Autor: Yerko Andrés Strika Robles
Seudónimo: Ted Machuca
Año: 2019 – Tercer Lugar
Aquella diminuta anciana había pasado toda su vida en una sencilla casa frente a la estación ferroviaria del pueblo. A veces salía a caminar por el viejo jardín envuelta entre los olores candentes de las locomotoras que se entremezclaban con los suaves perfumes de las rosas y las violetas malheridas por el frío del invierno. Desde hacía un par de años había quedado sola. Una vez viuda, los hijos la fueron abandonando lentamente bajo la excusa de que ya eran demasiado grandes para seguir al alero de sus exiguas caricias. De ese modo pudieron evadir la acelerada vorágine de preocupaciones y exigencias que iba imponiendo su edad. El primogénito la hubiera querido cuidar por un tiempo, pero su mujer estaba demasiado hastiada de ser siempre postergada a causa de las constantes atenciones que le imponía la anciana.
– Ella ya hizo su vida – decía con recelo. – Ahora nos toca a nosotros.
Fue tal la insistencia por irse de aquel pueblo, que un día tomaron el tren y se despidieron de ella dejándola en el umbral de la vieja casa, justo enfrente de la estación.
La hija menor, Susana, tal vez quien más la quería, se había ido tan lejos que era casi imposible que pudiera visitarla antes de morir. Quién sabe si podría enviarle algunos regalos para su cumpleaños antes de que perdiera por fin la memoria. La última en quedarse con ella había sido su hermana Magnolia, tan vieja y cargada de dolores como lo estaba ella. Un día tomó el último tren de la primavera para ir a visitar a uno de sus hijos y nunca más volvió.
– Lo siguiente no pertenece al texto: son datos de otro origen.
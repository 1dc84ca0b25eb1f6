use std::time::Duration;

use crate::{
    engine::clock::{Clock, SystemClock, VirtualClock},
    engine::stream::WordStream,
    foundation::core::Millis,
    foundation::error::{KinetypeError, KinetypeResult},
    render::surface::RenderSurface,
    text::measure::TextMeasure,
    theme::notifier::ThemeSink,
};

#[derive(Clone, Copy, Debug, PartialEq, Eq)]
pub struct RunOptions {
    /// Spacing between frame callbacks.
    pub frame_interval: Millis,
    /// Give up after this much stream time even if the stream has not completed.
    pub max_duration: Millis,
    /// Record a [`FrameSnapshot`] after every frame.
    pub capture: bool,
}

impl Default for RunOptions {
    fn default() -> Self {
        Self {
            frame_interval: Millis(16),
            max_duration: Millis(10 * 60 * 1000),
            capture: false,
        }
    }
}

impl RunOptions {
    pub fn at_fps(fps: f64) -> KinetypeResult<Self> {
        if !fps.is_finite() || fps <= 0.0 || fps > 1000.0 {
            return Err(KinetypeError::validation("fps must be in (0, 1000]"));
        }
        Ok(Self {
            frame_interval: Millis((1000.0 / fps).round().max(1.0) as u64),
            ..Self::default()
        })
    }

    pub fn capture(mut self, capture: bool) -> Self {
        self.capture = capture;
        self
    }

    pub fn max_duration(mut self, max: Millis) -> Self {
        self.max_duration = max;
        self
    }
}

#[derive(Clone, Debug, PartialEq, serde::Serialize)]
/// State of one active word after a frame.
pub struct WordSnapshot {
    pub index: usize,
    pub text: String,
    pub x: f64,
    pub target_x: f64,
    pub width: f64,
    pub blur_px: f64,
    pub opacity: f64,
    pub revealed: usize,
}

#[derive(Clone, Debug, PartialEq, serde::Serialize)]
pub struct FrameSnapshot {
    pub t: Millis,
    #[serde(skip_serializing_if = "Option::is_none")]
    pub phase: Option<String>,
    pub words: Vec<WordSnapshot>,
}

impl FrameSnapshot {
    pub fn capture<S, M, T>(t: Millis, stream: &WordStream<S, M, T>) -> Self
    where
        S: RenderSurface,
        M: TextMeasure,
        T: ThemeSink,
    {
        Self {
            t,
            phase: stream.current_phase().map(str::to_string),
            words: stream
                .words()
                .map(|w| WordSnapshot {
                    index: w.token_index,
                    text: w.text.clone(),
                    x: w.current_x,
                    target_x: w.target_x,
                    width: w.width,
                    blur_px: w.visibility.blur_px,
                    opacity: w.visibility.opacity,
                    revealed: w.revealed(),
                })
                .collect(),
        }
    }
}

#[derive(Clone, Debug, Default, PartialEq, serde::Serialize)]
pub struct RunSummary {
    pub frames: u64,
    pub activated: usize,
    pub evicted: usize,
    pub completed: bool,
    /// Stream time when the run stopped.
    pub ended_at: Millis,
    #[serde(skip_serializing_if = "Vec::is_empty")]
    pub snapshots: Vec<FrameSnapshot>,
}

/// Drive `stream` from `clock`, calling `wait` between frames, until it completes or
/// `max_duration` elapses.
pub fn run_with_clock<C, S, M, T>(
    stream: &mut WordStream<S, M, T>,
    clock: &mut C,
    opts: RunOptions,
    mut wait: impl FnMut(&mut C, Millis),
) -> KinetypeResult<RunSummary>
where
    C: Clock,
    S: RenderSurface,
    M: TextMeasure,
    T: ThemeSink,
{
    if opts.frame_interval.0 == 0 {
        return Err(KinetypeError::validation("frame interval must be > 0 ms"));
    }

    let origin = clock.now();
    stream.start(origin)?;
    let mut summary = RunSummary::default();

    loop {
        let now = clock.now();
        let report = stream.tick(now)?;
        summary.frames += 1;
        summary.activated += report.activated.len();
        summary.evicted += report.evicted;
        summary.ended_at = now.saturating_sub(origin);
        if opts.capture {
            summary
                .snapshots
                .push(FrameSnapshot::capture(summary.ended_at, stream));
        }
        if stream.is_complete() {
            summary.completed = true;
            break;
        }
        if summary.ended_at >= opts.max_duration {
            tracing::warn!(
                ended_at = summary.ended_at.0,
                "run stopped before the stream completed"
            );
            break;
        }
        wait(clock, opts.frame_interval);
    }

    tracing::info!(
        frames = summary.frames,
        activated = summary.activated,
        completed = summary.completed,
        "run finished"
    );
    Ok(summary)
}

/// Headless run on a virtual clock: as fast as the CPU allows, fully deterministic.
#[tracing::instrument(skip(stream))]
pub fn run_virtual<S, M, T>(
    stream: &mut WordStream<S, M, T>,
    opts: RunOptions,
) -> KinetypeResult<RunSummary>
where
    S: RenderSurface,
    M: TextMeasure,
    T: ThemeSink,
{
    let mut clock = VirtualClock::default();
    run_with_clock(stream, &mut clock, opts, |c, step| {
        c.advance(step);
    })
}

/// Wall-clock run that sleeps between frames.
#[tracing::instrument(skip(stream))]
pub fn run_realtime<S, M, T>(
    stream: &mut WordStream<S, M, T>,
    opts: RunOptions,
) -> KinetypeResult<RunSummary>
where
    S: RenderSurface,
    M: TextMeasure,
    T: ThemeSink,
{
    let mut clock = SystemClock::new();
    run_with_clock(stream, &mut clock, opts, |_, step| {
        std::thread::sleep(Duration::from_millis(step.0));
    })
}

#[cfg(test)]
#[path = "../../tests/unit/engine/runner.rs"]
mod tests;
Sola, enferma y con el cuerpo cada vez más desinflado debido al exceso de años, la pobre mujer apenas podía ponerse en pie para ir cada mañana a mirar por la ventana el paso de los trenes con la esperanza de ver llegar a alguno de los hijos que habían prometido volver a visitarla. Cierto día la ventana amaneció empañada con los vapores del invierno y la anciana intentó inútilmente limpiarla con el antebrazo. Se refregó los ojos y sin embargo los cristales siguieron empolvados bajo la misma costra polvorienta. Entregada a las circunstancias, se dio cuenta que ya no miraba como antes y una delgada tela blanca fue tapando lentamente sus ojos. Entonces tuvo que aprender a vivir de nuevo, ahora a oscuras.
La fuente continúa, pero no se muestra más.